No effect of irradiation on acquisition of contextual fear. A. Activity during training at baseline, prior to the first shock. B. Average motion during the shocks during training. In panels B and C, the black line represents sham-irradiated mice and the grey line irradiated mice. C. Acquisition of contextual fear, analyzed as immediate freezing during the ISI following a shock. N = 20 mice/group.
Our study focused on between-trial extinction. Therefore, we analyzed the first five minutes of the extinction trials, to avoid the influence of habituation. Four animals (4 irradiated mice) were removed from the extinction analysis due to recording errors with the software. Two animals (1 sham-irradiated mouse and 1 irradiated mouse) were removed from the analysis based on outlier analysis (more than two standard deviations from the mean). Both groups showed extinction of contextual fear (effect of day: (F(2.118,65.651) = 3.743, p = 0.027, Fig. 2A). However, there was no radiation × day interaction, indicating that radiation did not affect the extinction of contextual fear per se. A multivariate analysis showed only a significant effect of irradiation on day 6 (F(1,31) = 4.545, p = 0.041).
Fig. 2.
A. Effect of irradiation on extinction of contextual fear memory. B. Effect of irradiation on average motion during the contextual extinction trials. In panels A and B, the black line represents sham-irradiated mice and the grey line irradiated mice. The X-axis in both panels indicate the day of measurement. *p < 0.05; #p = 0.05. N = 16–19 mice/group.
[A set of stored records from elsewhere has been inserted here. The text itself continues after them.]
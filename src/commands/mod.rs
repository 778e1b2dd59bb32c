//! Command handlers for the CLI application.
//!
//! - `led`: LED SDK commands (set, flash, pulse, per-key, config options)
//! - `arx`: Arx Control applet demo
//! - `utility`: commands that need no SDK session (locate, keys, color, config)

pub mod arx;
pub mod led;
pub mod utility;

use std::io::BufRead;
use std::time::Duration;

use logi_driver::led::{Color, KeyName, LedSdk, TargetDevice};
use logi_driver::DriverConfig;

/// Result type for command handlers
pub type CommandResult = Result<(), Box<dyn std::error::Error>>;

/// Load the LED SDK, initialise it and run a closure with it.
/// Shuts the SDK down afterwards whatever the closure returned.
pub fn with_led_sdk<F>(config: &DriverConfig, f: F) -> CommandResult
where
    F: FnOnce(&LedSdk) -> CommandResult,
{
    let sdk = LedSdk::load(config.led_library.as_deref())?;
    if !sdk.init() {
        return Err("LogiLedInit failed (is Logitech Gaming Software running?)".into());
    }
    startup_delay(config);

    let result = f(&sdk);
    sdk.shutdown();
    result
}

/// The SDK drops calls made right after init
pub fn startup_delay(config: &DriverConfig) {
    if config.startup_delay_ms > 0 {
        std::thread::sleep(Duration::from_millis(config.startup_delay_ms));
    }
}

/// Block until the user presses Enter
pub fn wait_for_enter(prompt: &str) -> std::io::Result<()> {
    println!("{prompt}");
    let mut line = String::new();
    std::io::stdin().lock().read_line(&mut line)?;
    Ok(())
}

pub fn parse_color(s: &str) -> Result<Color, Box<dyn std::error::Error>> {
    Ok(s.parse::<Color>()?)
}

pub fn parse_key(s: &str) -> Result<KeyName, Box<dyn std::error::Error>> {
    KeyName::from_name(s)
        .ok_or_else(|| format!("unknown key '{s}' (see `logi_driver keys`)").into())
}

/// Combine `all`, `mono`, `rgb`, `perkey` into target flags
pub fn parse_target(names: &[String]) -> Result<TargetDevice, Box<dyn std::error::Error>> {
    let mut target = TargetDevice::empty();
    for name in names {
        target |= match name.trim().to_ascii_lowercase().as_str() {
            "all" => TargetDevice::ALL,
            "mono" | "monochrome" => TargetDevice::MONOCHROME,
            "rgb" => TargetDevice::RGB,
            "perkey" | "perkey-rgb" | "per-key" => TargetDevice::PERKEY_RGB,
            other => return Err(format!("unknown target device '{other}'").into()),
        };
    }
    Ok(target)
}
We analyzed motion during the extinction trials as well (Fig. 2B). There was an effect of irradiation on average motion during the extinction trials (F(1,31) = 6.570, p = 0.015), with lower motion levels in irradiated than sham-irradiated mice. The multivariate analysis revealed effects of irradiation on days 2 (F(1,31) = 4.469, p = 0.043), 4 (F(1,31) = 6.777, p = 0.014), and 5 (F(1,31) = 4.933, p = 0.034), with a trend towards an effect of irradiation on day 3 (F(1,31) = 4.172, p =0.05), and 6 (F(1,31) = 3.803, p = 0.060). On day ten, recall of post-reinstatement contextual fear memory was assessed. Sham-irradiated and irradiated mice showed comparable recall of hippocampus-dependent contextual fear.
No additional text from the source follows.